__What this task involves__:
Look through the data below. Show each line where the string "that" occurs.

__Supplied records__:
========

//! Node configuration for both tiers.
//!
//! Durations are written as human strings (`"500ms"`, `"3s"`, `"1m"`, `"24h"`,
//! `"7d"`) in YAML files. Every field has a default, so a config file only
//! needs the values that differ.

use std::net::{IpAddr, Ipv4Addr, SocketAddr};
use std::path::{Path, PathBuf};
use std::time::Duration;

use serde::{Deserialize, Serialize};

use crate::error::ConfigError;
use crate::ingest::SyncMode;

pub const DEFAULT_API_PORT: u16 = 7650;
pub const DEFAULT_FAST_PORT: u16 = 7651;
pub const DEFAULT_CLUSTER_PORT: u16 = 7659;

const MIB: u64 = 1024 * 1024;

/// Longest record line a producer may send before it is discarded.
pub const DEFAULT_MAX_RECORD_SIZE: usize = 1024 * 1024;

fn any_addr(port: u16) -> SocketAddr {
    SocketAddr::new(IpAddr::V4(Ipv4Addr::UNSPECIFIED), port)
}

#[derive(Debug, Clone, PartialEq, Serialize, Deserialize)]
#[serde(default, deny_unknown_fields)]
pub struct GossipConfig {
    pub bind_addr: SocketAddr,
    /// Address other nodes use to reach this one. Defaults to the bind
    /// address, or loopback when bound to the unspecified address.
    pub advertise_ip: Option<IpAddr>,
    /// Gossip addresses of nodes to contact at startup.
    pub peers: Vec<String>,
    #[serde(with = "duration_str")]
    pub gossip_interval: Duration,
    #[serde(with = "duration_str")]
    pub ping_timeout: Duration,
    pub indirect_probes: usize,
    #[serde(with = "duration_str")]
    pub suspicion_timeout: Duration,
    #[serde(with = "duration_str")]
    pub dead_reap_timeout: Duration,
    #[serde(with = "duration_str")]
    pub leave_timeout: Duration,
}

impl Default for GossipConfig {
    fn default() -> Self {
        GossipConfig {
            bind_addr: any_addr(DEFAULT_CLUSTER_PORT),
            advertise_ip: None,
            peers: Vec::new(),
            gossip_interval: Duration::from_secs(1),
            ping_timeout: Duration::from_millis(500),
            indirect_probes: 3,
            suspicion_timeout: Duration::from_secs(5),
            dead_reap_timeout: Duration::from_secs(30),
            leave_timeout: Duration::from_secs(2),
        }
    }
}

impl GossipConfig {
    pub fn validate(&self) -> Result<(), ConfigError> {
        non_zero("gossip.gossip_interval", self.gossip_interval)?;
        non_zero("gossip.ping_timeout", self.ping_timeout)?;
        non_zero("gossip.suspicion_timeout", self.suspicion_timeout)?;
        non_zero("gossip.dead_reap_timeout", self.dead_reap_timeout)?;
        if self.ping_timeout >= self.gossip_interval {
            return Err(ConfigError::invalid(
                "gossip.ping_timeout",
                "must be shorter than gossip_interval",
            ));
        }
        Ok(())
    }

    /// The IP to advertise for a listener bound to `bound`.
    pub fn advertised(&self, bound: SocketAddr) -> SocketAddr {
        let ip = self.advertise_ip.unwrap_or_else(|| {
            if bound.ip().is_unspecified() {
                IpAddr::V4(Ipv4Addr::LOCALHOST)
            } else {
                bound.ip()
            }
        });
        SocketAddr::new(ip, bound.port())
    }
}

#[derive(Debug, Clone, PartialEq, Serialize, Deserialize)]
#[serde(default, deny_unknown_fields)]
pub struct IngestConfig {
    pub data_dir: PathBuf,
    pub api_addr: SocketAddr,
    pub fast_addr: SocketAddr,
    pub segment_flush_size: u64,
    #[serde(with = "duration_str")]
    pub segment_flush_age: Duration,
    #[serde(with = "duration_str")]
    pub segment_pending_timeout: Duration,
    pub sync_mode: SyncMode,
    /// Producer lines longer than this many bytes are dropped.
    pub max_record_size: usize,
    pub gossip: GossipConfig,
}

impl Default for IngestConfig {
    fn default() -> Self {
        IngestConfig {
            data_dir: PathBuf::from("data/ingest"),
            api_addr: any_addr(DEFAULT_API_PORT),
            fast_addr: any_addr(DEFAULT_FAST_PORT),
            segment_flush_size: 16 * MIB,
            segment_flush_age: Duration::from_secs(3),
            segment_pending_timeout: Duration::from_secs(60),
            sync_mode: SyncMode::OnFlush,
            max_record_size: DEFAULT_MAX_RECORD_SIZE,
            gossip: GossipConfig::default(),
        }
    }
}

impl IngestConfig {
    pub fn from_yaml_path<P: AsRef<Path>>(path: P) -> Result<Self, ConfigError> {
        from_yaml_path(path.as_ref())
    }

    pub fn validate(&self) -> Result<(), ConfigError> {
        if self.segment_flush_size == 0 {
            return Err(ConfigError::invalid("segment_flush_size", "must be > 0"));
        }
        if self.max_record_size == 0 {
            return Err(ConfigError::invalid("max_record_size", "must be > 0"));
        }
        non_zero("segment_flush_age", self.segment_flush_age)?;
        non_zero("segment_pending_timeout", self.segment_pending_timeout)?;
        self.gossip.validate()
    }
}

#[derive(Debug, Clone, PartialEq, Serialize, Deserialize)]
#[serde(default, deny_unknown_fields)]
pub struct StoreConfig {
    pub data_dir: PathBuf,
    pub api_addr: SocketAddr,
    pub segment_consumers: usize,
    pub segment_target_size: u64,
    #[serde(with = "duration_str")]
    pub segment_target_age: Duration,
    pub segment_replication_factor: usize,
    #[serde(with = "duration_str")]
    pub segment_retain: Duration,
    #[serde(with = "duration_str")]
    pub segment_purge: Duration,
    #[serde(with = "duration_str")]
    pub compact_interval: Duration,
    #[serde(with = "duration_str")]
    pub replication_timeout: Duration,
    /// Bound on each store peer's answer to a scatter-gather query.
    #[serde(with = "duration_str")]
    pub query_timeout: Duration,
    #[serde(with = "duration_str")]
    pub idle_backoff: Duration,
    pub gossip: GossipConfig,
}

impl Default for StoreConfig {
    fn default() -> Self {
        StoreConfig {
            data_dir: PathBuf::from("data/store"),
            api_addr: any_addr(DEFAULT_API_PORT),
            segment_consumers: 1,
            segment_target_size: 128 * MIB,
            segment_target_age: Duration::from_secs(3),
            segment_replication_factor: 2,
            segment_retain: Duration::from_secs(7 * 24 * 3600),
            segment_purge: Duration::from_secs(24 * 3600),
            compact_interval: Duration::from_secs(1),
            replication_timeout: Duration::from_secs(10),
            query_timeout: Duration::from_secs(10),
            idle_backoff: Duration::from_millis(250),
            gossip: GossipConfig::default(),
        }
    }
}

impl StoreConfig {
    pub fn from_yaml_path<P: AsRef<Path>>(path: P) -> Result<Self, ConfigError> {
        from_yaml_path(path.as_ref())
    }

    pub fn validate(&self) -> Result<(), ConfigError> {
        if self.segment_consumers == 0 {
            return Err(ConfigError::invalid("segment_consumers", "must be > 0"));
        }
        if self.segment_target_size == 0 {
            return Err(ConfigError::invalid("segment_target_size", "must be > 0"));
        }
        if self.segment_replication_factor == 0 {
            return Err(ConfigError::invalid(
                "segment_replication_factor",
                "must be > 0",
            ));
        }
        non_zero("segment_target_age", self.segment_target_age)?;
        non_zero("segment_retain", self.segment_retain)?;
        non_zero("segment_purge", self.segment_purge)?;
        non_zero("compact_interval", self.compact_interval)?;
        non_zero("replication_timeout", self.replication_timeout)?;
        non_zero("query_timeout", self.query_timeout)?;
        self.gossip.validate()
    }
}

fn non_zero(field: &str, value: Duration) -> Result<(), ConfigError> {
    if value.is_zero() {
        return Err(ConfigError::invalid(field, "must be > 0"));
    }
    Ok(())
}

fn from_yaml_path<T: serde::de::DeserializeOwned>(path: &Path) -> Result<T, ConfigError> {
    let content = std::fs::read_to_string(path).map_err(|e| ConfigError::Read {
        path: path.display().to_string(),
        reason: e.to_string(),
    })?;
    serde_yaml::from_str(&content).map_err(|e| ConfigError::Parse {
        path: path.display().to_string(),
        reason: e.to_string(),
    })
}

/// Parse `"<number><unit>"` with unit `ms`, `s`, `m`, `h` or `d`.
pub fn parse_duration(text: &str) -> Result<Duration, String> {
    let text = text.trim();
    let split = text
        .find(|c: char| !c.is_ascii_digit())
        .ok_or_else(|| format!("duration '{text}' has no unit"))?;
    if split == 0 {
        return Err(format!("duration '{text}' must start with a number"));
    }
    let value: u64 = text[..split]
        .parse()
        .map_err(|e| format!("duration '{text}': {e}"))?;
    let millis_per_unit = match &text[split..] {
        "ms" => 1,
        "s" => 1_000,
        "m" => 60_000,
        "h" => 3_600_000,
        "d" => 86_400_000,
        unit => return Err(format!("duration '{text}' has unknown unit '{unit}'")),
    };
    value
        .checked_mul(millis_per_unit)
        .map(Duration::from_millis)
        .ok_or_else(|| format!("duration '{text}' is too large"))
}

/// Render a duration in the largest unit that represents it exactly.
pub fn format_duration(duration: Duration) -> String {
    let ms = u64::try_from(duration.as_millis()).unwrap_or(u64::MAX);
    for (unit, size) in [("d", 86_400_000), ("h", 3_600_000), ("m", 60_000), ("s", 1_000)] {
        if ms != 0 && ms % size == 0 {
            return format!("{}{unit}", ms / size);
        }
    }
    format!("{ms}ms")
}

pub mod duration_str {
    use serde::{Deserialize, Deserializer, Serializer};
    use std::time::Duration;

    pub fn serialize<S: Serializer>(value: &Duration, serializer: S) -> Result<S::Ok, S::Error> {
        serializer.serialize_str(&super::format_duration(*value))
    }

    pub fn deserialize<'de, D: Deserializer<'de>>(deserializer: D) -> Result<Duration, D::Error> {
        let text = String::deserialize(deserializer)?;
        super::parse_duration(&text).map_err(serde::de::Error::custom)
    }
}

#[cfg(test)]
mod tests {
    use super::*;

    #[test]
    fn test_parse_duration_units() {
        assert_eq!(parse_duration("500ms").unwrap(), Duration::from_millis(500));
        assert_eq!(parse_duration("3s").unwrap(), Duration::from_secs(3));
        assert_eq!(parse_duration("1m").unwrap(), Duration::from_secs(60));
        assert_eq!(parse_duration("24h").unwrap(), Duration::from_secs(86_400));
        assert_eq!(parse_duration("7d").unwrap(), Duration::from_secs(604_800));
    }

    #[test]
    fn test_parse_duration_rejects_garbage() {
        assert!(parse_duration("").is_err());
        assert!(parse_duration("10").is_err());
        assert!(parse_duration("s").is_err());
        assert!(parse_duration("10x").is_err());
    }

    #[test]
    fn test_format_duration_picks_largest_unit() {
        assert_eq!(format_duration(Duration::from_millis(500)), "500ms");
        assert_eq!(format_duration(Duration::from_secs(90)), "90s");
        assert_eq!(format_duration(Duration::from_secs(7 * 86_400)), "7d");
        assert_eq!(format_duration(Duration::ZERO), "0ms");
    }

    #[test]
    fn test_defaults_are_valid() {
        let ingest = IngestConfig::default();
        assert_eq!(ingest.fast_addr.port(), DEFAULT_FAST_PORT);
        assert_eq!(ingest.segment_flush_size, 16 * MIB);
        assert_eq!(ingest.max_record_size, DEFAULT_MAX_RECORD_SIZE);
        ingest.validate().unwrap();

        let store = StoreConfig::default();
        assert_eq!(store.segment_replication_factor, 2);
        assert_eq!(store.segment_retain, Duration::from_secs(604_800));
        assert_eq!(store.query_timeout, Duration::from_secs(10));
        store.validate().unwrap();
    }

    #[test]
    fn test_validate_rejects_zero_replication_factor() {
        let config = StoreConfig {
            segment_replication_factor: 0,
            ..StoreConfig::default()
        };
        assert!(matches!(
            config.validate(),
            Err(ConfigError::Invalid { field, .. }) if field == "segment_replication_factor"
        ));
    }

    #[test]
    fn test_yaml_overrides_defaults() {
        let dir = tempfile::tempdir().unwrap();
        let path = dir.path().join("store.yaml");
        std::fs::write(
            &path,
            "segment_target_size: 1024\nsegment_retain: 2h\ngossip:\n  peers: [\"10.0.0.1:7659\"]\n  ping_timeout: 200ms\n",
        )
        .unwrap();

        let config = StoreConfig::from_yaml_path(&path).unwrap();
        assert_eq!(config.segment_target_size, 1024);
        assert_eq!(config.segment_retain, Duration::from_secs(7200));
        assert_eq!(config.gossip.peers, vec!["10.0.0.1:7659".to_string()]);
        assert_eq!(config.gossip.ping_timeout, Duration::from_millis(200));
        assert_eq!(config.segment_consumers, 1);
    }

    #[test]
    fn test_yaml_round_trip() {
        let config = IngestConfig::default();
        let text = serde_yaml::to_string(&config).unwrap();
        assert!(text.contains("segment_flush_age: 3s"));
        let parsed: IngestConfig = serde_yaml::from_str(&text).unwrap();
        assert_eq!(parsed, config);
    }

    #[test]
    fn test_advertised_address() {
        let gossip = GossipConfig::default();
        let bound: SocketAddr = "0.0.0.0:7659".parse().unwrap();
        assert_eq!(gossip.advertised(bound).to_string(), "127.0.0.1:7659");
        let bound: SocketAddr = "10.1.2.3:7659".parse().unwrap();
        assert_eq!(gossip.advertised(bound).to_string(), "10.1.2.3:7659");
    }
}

========

__Completed exercise__:
//! needs the values that differ.
/// Render a duration in the largest unit that represents it exactly.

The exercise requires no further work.